According to Microsoft, Natural Language Understanding (NLU) is one of the longest-running goals in AI (artificial intelligence), and SuperGLUE is currently among the most challenging benchmarks for evaluating NLU models.
The SuperGLUE benchmark consists of a wide range of NLU tasks, including question answering, natural language inference, co-reference resolution, word sense disambiguation, and others.
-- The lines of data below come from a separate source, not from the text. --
//! CLI command definitions and handlers.

use std::path::PathBuf;
use std::process::ExitCode;
use std::sync::Arc;
use std::time::Duration;

use bock_common::ContainerId;
use chrono::Utc;
use clap::{Args, Parser, Subcommand, ValueEnum};
use color_eyre::eyre::{Result, WrapErr};

use crate::config::{HealthConfig, HealthTest};
use crate::exec::HostExec;
use crate::inspect::HealthStatusView;
use crate::monitor::MonitorTarget;
use crate::probe::ProbeExecutor;
use crate::registry::MonitorRegistry;
use crate::settings::RegistryConfig;
use crate::state::HealthStatus;

/// Container ID reported for host probes.
const HOST_ID: &str = "host";

/// Bock Health - container health-check monitor
#[derive(Parser)]
#[command(name = "bock-health")]
#[command(author, version, about, long_about = None)]
#[command(propagate_version = true)]
pub struct Cli {
    /// Enable debug logging
    #[arg(long, global = true)]
    pub debug: bool,

    /// The subcommand to execute.
    #[command(subcommand)]
    pub command: Commands,
}

/// Health check commands.
#[derive(Subcommand)]
pub enum Commands {
    /// Run one probe and print its result as JSON
    Probe {
        /// Maximum duration of the probe
        #[arg(long, env = "BOCK_HEALTH_TIMEOUT", default_value = "30s", value_parser = humantime::parse_duration)]
        timeout: Duration,

        #[command(flatten)]
        test: TestArgs,
    },

    /// Monitor a command until interrupted
    Watch {
        /// Time between probes
        #[arg(long, env = "BOCK_HEALTH_INTERVAL", value_parser = humantime::parse_duration)]
        interval: Option<Duration>,

        /// Maximum duration of a single probe
        #[arg(long, env = "BOCK_HEALTH_TIMEOUT", value_parser = humantime::parse_duration)]
        timeout: Option<Duration>,

        /// Consecutive failures before reporting unhealthy
        #[arg(long, env = "BOCK_HEALTH_RETRIES")]
        retries: Option<u32>,

        /// Grace period during which failures do not count
        #[arg(long, env = "BOCK_HEALTH_START_PERIOD", value_parser = humantime::parse_duration)]
        start_period: Option<Duration>,

        /// Time between probes during the start period
        #[arg(long, env = "BOCK_HEALTH_START_INTERVAL", value_parser = humantime::parse_duration)]
        start_interval: Option<Duration>,

        /// Print every snapshot as a JSON line instead of transitions
        #[arg(long)]
        json: bool,

        /// Exit once this status is reached
        #[arg(long, value_enum)]
        exit_on: Option<ExitOn>,

        #[command(flatten)]
        test: TestArgs,
    },
}

/// Status that ends `watch`.
#[derive(Debug, Clone, Copy, PartialEq, Eq, ValueEnum)]
pub enum ExitOn {
    /// First time the command is healthy.
    Healthy,
    /// First time the command is unhealthy.
    Unhealthy,
}

impl ExitOn {
    const fn status(self) -> HealthStatus {
        match self {
            Self::Healthy => HealthStatus::Healthy,
            Self::Unhealthy => HealthStatus::Unhealthy,
        }
    }
}

/// The probe command and the context it runs in.
#[derive(Args, Debug, Clone)]
pub struct TestArgs {
    /// Working directory for the probe
    #[arg(long, env = "BOCK_HEALTH_WORKDIR")]
    pub workdir: Option<PathBuf>,

    /// Environment variables (KEY=VALUE)
    #[arg(short, long = "env", value_parser = parse_env)]
    pub env: Vec<(String, String)>,

    /// Run the command through /bin/sh -c
    #[arg(long)]
    pub shell: bool,

    /// Command and arguments
    #[arg(trailing_var_arg = true, required = true)]
    pub command: Vec<String>,
}

impl TestArgs {
    fn health_test(&self) -> HealthTest {
        if self.shell {
            HealthTest::CmdShell(self.command.join(" "))
        } else {
            HealthTest::Cmd(self.command.clone())
        }
    }

    fn target(&self) -> Result<MonitorTarget> {
        let mut target = MonitorTarget::new(ContainerId::new(HOST_ID)?).with_env(self.env.clone());
        if let Some(dir) = &self.workdir {
            target = target.with_working_dir(dir);
        }
        Ok(target)
    }
}

fn parse_env(raw: &str) -> std::result::Result<(String, String), String> {
    raw.split_once('=')
        .filter(|(key, _)| !key.is_empty())
        .map(|(key, value)| (key.to_string(), value.to_string()))
        .ok_or_else(|| format!("expected KEY=VALUE, got {raw:?}"))
}

const fn exit_code_for(status: HealthStatus) -> ExitCode {
    match status {
        HealthStatus::Healthy => ExitCode::SUCCESS,
        _ => ExitCode::FAILURE,
    }
}

impl Cli {
    /// Execute the CLI command.
    ///
    /// `probe` exits 0 when the probe succeeded; `watch` exits 0 when the
    /// last observed status is healthy.
    pub async fn execute(self) -> Result<ExitCode> {
        match self.command {
            Commands::Probe { timeout, test } => {
                let config = HealthConfig::new(test.health_test()).with_timeout(timeout);
                config.validate().wrap_err("Invalid probe")?;
                let config = config.with_defaults();

                let request = test.target()?.exec_request(&config);
                let executor = ProbeExecutor::new(
                    Arc::new(HostExec::new()),
                    RegistryConfig::default().max_output_bytes,
                );
                let result = executor.run(&request, config.timeout).await;

                println!("{}", serde_json::to_string_pretty(&result)?);
                Ok(if result.is_success() {
                    ExitCode::SUCCESS
                } else {
                    ExitCode::FAILURE
                })
            }

            Commands::Watch {
                interval,
                timeout,
                retries,
                start_period,
                start_interval,
                json,
                exit_on,
                test,
            } => {
                let config = HealthConfig::new(test.health_test())
                    .with_interval(interval.unwrap_or_default())
                    .with_timeout(timeout.unwrap_or_default())
                    .with_retries(retries.unwrap_or_default())
                    .with_start_period(start_period.unwrap_or_default())
                    .with_start_interval(start_interval.unwrap_or_default());

                let registry =
                    MonitorRegistry::new(Arc::new(HostExec::new()), RegistryConfig::default());
                let monitor = registry
                    .start(test.target()?, config)
                    .wrap_err("Failed to start health monitor")?;

                let mut updates = monitor.subscribe();
                let mut last = updates.borrow().status;
                let ctrl_c = tokio::signal::ctrl_c();
                tokio::pin!(ctrl_c);

                loop {
                    tokio::select! {
                        _ = &mut ctrl_c => break,
                        changed = updates.changed() => {
                            if changed.is_err() {
                                break;
                            }
                            let state = updates.borrow_and_update().clone();

                            if json {
                                println!("{}", serde_json::to_string(&HealthStatusView::from(&state))?);
                            } else if state.status != last {
                                let exit_code = state.log.last().map_or(-1, |r| r.exit_code);
                                println!(
                                    "{} {} -> {} (failing streak {}, exit code {})",
                                    Utc::now().to_rfc3339(),
                                    last,
                                    state.status,
                                    state.failing_streak,
                                    exit_code
                                );
                            }
                            last = state.status;

                            if exit_on.is_some_and(|target| target.status() == last) {
                                break;
                            }
                        }
                    }
                }

                registry.shutdown().await;
                Ok(exit_code_for(last))
            }
        }
    }
}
The Redmond tech giant took the causal reasoning task as an example.
Given the premise “the child became immune to the disease” and the question “what’s the cause for this?,” the model is asked to choose an answer from two plausible candidates: 1) “he avoided exposure to the disease” and 2) “he received the vaccine for the disease.”
While it is easy for a human to choose the right answer, it is challenging for an AI model. To get the right answer, the model needs to understand the causal relationship between the premise and those plausible options.
In order to better handle benchmarks, Microsoft updated the DeBERTa (Decoding-enhanced BERT with Disentangled Attention) model by training a larger version that consists of 48 Transformer layers with 1.5 billion parameters.
DeBERTa is a Transformer-based neural language model pretrained on large amounts of raw text corpora using self-supervised learning. Like other PLMs, DeBERTa is intended to learn universal language representations that can be adapted to various downstream NLU tasks.
The DeBERTa model of AI now scores 89.9 in SuperGLUE for the first time in terms of the macro-average score while the ensemble model with 3.2 billion parameters scores 90.3 outperforming the human baseline by a decent margin (90.3 versus 89.8). The model also sits at the top of the GLUE benchmark rankings with a macro-average score of 90.8.
This is not the first time that an AI model has outperformed human baselines. Google’s 11 billion parameter “T5 + Meena” model surpassed the human baseline with a score of 90.2 on January 5, which was outperformed by Microsoft’s DeBERTa model on January 6.
Microsoft is integrating DeBERTa into the next version of the Microsoft Turing natural language representation model (Turing NLRv4). The model will be trained at large scale to support products like Bing, Office, Dynamics, and Azure Cognitive Services, powering a wide range of scenarios involving human-machine and human-human interactions via natural language (such as chatbot, recommendation, question answering, search, personal assist, customer support automation, content generation, and others) to benefit hundreds of millions of users through the Microsoft AI at Scale initiative.
According to Microsoft, compared to Google’s T5 model, which consists of 11 billion parameters, the 1.5-billion-parameter DeBERTa is much more energy efficient to train and maintain, and it is easier to compress and deploy to apps of various settings.
“DeBERTa surpassing human performance on SuperGLUE marks an important milestone toward general AI. Despite its promising results on SuperGLUE, the model is by no means reaching the human-level intelligence of NLU. Humans are extremely good at leveraging the knowledge learned from different tasks to solve a new task with no or little task-specific demonstration. This is referred to as compositional generalization, the ability to generalize to novel compositions (new tasks) of familiar constituents (subtasks or basic problem-solving skills). Moving forward, it is worth exploring how to make DeBERTa incorporate compositional structures in a more explicit manner, which could allow combining neural and symbolic computation of natural language similar to what humans do,” the company added.
Microsoft has released the 1.5-billion-parameter DeBERTa model and the source code to the public.